*** INPUT RECORDS Section Begins ***

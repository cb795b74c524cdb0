//! Property tests for filtering and aggregation invariants.

#![allow(clippy::unwrap_used)]

use order_desk_core::types::compact_date;
use order_desk_core::{OrderSummary, RECENT_ORDERS_LIMIT};
use order_desk_testing::properties;
use order_desk_testing::store_with_orders;
use proptest::prelude::*;
use std::collections::HashSet;

proptest! {
    #[test]
    fn filter_returns_exact_subset(
        orders in properties::orders(40),
        order_type in prop::sample::select(vec!["A", "B", "C"]),
        date in properties::date(),
    ) {
        let query_date = compact_date(&date);
        let expected: Vec<_> = orders
            .iter()
            .filter(|o| o.order_type == order_type && compact_date(&o.date) == query_date)
            .cloned()
            .collect();

        let matches = tokio_test::block_on(async {
            let (store, _) = store_with_orders(orders).await;
            store.find_by_type_and_date(order_type, &query_date).await
        });

        prop_assert_eq!(matches, expected);
    }

    #[test]
    fn summary_invariants(orders in properties::orders(40)) {
        let summary = OrderSummary::from_matches("A", &orders);

        prop_assert_eq!(summary.count, orders.len());
        prop_assert_eq!(summary.orders.len(), orders.len().min(RECENT_ORDERS_LIMIT));

        // Preview is chronologically ascending.
        let dates: Vec<_> = summary
            .orders
            .iter()
            .map(|id| orders.iter().find(|o| &o.id == id).unwrap().calendar_date())
            .collect();
        prop_assert!(dates.windows(2).all(|w| w[0] <= w[1]));

        // Customers are distinct and cover every match.
        let unique: HashSet<_> = summary.related_customers.iter().collect();
        prop_assert_eq!(unique.len(), summary.related_customers.len());
        let all: HashSet<_> = orders.iter().map(|o| &o.customer).collect();
        prop_assert_eq!(unique, all);
    }

    #[test]
    fn preview_holds_latest_dates(orders in properties::orders(40)) {
        let summary = OrderSummary::from_matches("A", &orders);

        // No order left out of the preview is newer than one kept in it.
        let kept: HashSet<_> = summary.orders.iter().collect();
        let oldest_kept = summary
            .orders
            .first()
            .map(|id| orders.iter().find(|o| &o.id == id).unwrap().calendar_date());

        if let Some(oldest_kept) = oldest_kept {
            for order in orders.iter().filter(|o| !kept.contains(&o.id)) {
                prop_assert!(order.calendar_date() <= oldest_kept);
            }
        }
    }
}
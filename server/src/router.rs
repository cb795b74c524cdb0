//! Order Desk HTTP router.
//!
//! Composes the order handlers, health checks and optional metrics endpoint
//! into a single Axum router.

use crate::handlers;
use axum::{
    routing::{get, post},
    Router,
};
use metrics_exporter_prometheus::PrometheusHandle;
use order_desk_web::handlers::{health_check, readiness_check};
use order_desk_web::{correlation_id_layer, AppState};
use tower_http::cors::CorsLayer;
use tower_http::trace::TraceLayer;

/// Build the complete router.
///
/// # Routes
///
/// - `POST /orders` - Store a new order
/// - `GET /orders/:id` - Get an order
/// - `GET /orders/:type/:date` - Summarize orders by type and date
/// - `GET /health` - Liveness
/// - `GET /ready` - Readiness with store diagnostics
/// - `GET /metrics` - Prometheus text format, only when `metrics` is `Some`
pub fn build_router(state: AppState, metrics: Option<PrometheusHandle>) -> Router {
    let mut router = Router::new()
        .route("/orders", post(handlers::create_order))
        .route("/orders/:id", get(handlers::get_order))
        .route("/orders/:type/:date", get(handlers::summarize_orders))
        .route("/health", get(health_check))
        .route("/ready", get(readiness_check))
        .with_state(state);

    if let Some(handle) = metrics {
        router = router.route(
            "/metrics",
            get(move || {
                let handle = handle.clone();
                async move { handle.render() }
            }),
        );
    }

    router
        .layer(TraceLayer::new_for_http())
        .layer(correlation_id_layer())
        .layer(CorsLayer::permissive())
}
//! JSON file backend for the order document.
//!
//! Saves go through a sibling temporary file that is flushed to disk and then
//! renamed over the target, so a crash mid-write leaves the previous document
//! intact.

use crate::document_store::{DocumentStore, DocumentStoreError, OrderDocument};
use std::future::Future;
use std::io::ErrorKind;
use std::path::{Path, PathBuf};
use std::pin::Pin;
use tokio::io::AsyncWriteExt;

/// Stores the order document as pretty-printed JSON at a fixed path.
#[derive(Debug, Clone)]
pub struct JsonFileStore {
    path: PathBuf,
}

impl JsonFileStore {
    /// Creates a store backed by the file at `path`.
    ///
    /// Nothing is touched on disk until the first load or save.
    #[must_use]
    pub fn new(path: impl Into<PathBuf>) -> Self {
        Self { path: path.into() }
    }

    /// Path of the backing file
    #[must_use]
    pub fn path(&self) -> &Path {
        &self.path
    }

    fn temp_path(&self) -> PathBuf {
        let mut name = self
            .path
            .file_name()
            .map(std::ffi::OsStr::to_os_string)
            .unwrap_or_default();
        name.push(".tmp");
        self.path.with_file_name(name)
    }

    async fn read_document(&self) -> Result<Option<OrderDocument>, DocumentStoreError> {
        let bytes = match tokio::fs::read(&self.path).await {
            Ok(bytes) => bytes,
            Err(e) if e.kind() == ErrorKind::NotFound => return Ok(None),
            Err(e) => return Err(e.into()),
        };

        // A blank file has never held a document.
        if bytes.iter().all(u8::is_ascii_whitespace) {
            return Ok(None);
        }

        let document = serde_json::from_slice(&bytes)?;
        Ok(Some(document))
    }

    async fn write_document(&self, document: &OrderDocument) -> Result<(), DocumentStoreError> {
        let bytes = serde_json::to_vec_pretty(document)?;

        if let Some(parent) = self.path.parent().filter(|p| !p.as_os_str().is_empty()) {
            tokio::fs::create_dir_all(parent).await?;
        }

        let temp_path = self.temp_path();
        let mut file = tokio::fs::File::create(&temp_path).await?;
        file.write_all(&bytes).await?;
        file.sync_all().await?;
        drop(file);

        tokio::fs::rename(&temp_path, &self.path).await?;
        tracing::debug!(path = %self.path.display(), bytes = bytes.len(), "Order document written");
        Ok(())
    }
}

impl DocumentStore for JsonFileStore {
    fn load(
        &self,
    ) -> Pin<Box<dyn Future<Output = Result<Option<OrderDocument>, DocumentStoreError>> + Send + '_>>
    {
        Box::pin(self.read_document())
    }

    fn save<'a>(
        &'a self,
        document: &'a OrderDocument,
    ) -> Pin<Box<dyn Future<Output = Result<(), DocumentStoreError>> + Send + 'a>> {
        Box::pin(self.write_document(document))
    }

    fn describe(&self) -> String {
        format!("json file {}", self.path.display())
    }
}
//! Order Desk HTTP server.
//!
//! # Usage
//!
//! ```bash
//! # Defaults: 0.0.0.0:3000, orders in ./db.json
//! cargo run --bin order-desk
//!
//! # Custom port and storage, with Prometheus metrics
//! PORT=8080 ORDERS_DB_PATH=/tmp/orders.json METRICS_ENABLED=true cargo run --bin order-desk
//! ```

use order_desk::config::Config;
use order_desk::{metrics, open_store, router::build_router};
use order_desk_web::AppState;
use tracing::{error, info};
use tracing_subscriber::{layer::SubscriberExt, util::SubscriberInitExt, EnvFilter};

#[tokio::main]
async fn main() -> Result<(), Box<dyn std::error::Error>> {
    // Load .env if present
    dotenvy::dotenv().ok();

    let config = Config::from_env();

    tracing_subscriber::registry()
        .with(EnvFilter::try_new(&config.server.log_level).unwrap_or_else(|_| EnvFilter::new("info")))
        .with(tracing_subscriber::fmt::layer())
        .init();

    info!("=== Order Desk HTTP API Server ===");

    let store = open_store(&config).await?;

    let metrics_handle = if config.metrics.enabled {
        Some(metrics::install_recorder()?)
    } else {
        None
    };

    let app = build_router(AppState::new(store), metrics_handle);

    let addr = config.bind_address();
    let listener = tokio::net::TcpListener::bind(&addr).await?;

    info!("Server listening on http://{}", addr);
    info!("API Endpoints:");
    info!("  POST   /orders              - Store an order");
    info!("  GET    /orders/:id          - Get an order");
    info!("  GET    /orders/:type/:date  - Summarize orders");
    info!("  GET    /health              - Health check");
    info!("  GET    /ready               - Readiness check");
    if config.metrics.enabled {
        info!("  GET    /metrics             - Prometheus metrics");
    }

    axum::serve(listener, app)
        .with_graceful_shutdown(shutdown_signal())
        .await?;

    info!("Server stopped");
    Ok(())
}

/// Resolves on Ctrl+C or SIGTERM.
async fn shutdown_signal() {
    use tokio::signal;

    let ctrl_c = async {
        if let Err(e) = signal::ctrl_c().await {
            error!(error = %e, "Failed to listen for Ctrl+C");
            std::future::pending::<()>().await;
        }
    };

    #[cfg(unix)]
    let terminate = async {
        match signal::unix::signal(signal::unix::SignalKind::terminate()) {
            Ok(mut sigterm) => {
                sigterm.recv().await;
            }
            Err(e) => {
                error!(error = %e, "Failed to install SIGTERM handler");
                std::future::pending::<()>().await;
            }
        }
    };

    #[cfg(not(unix))]
    let terminate = std::future::pending::<()>();

    tokio::select! {
        () = ctrl_c => info!("Received Ctrl+C, shutting down"),
        () = terminate => info!("Received SIGTERM, shutting down"),
    }
}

*** INPUT RECORDS Section Ends ***

Whenever a line of the listing contains the word "ready", it counts; say the total only.

[ANSWER TO THIS PROBLEM]
3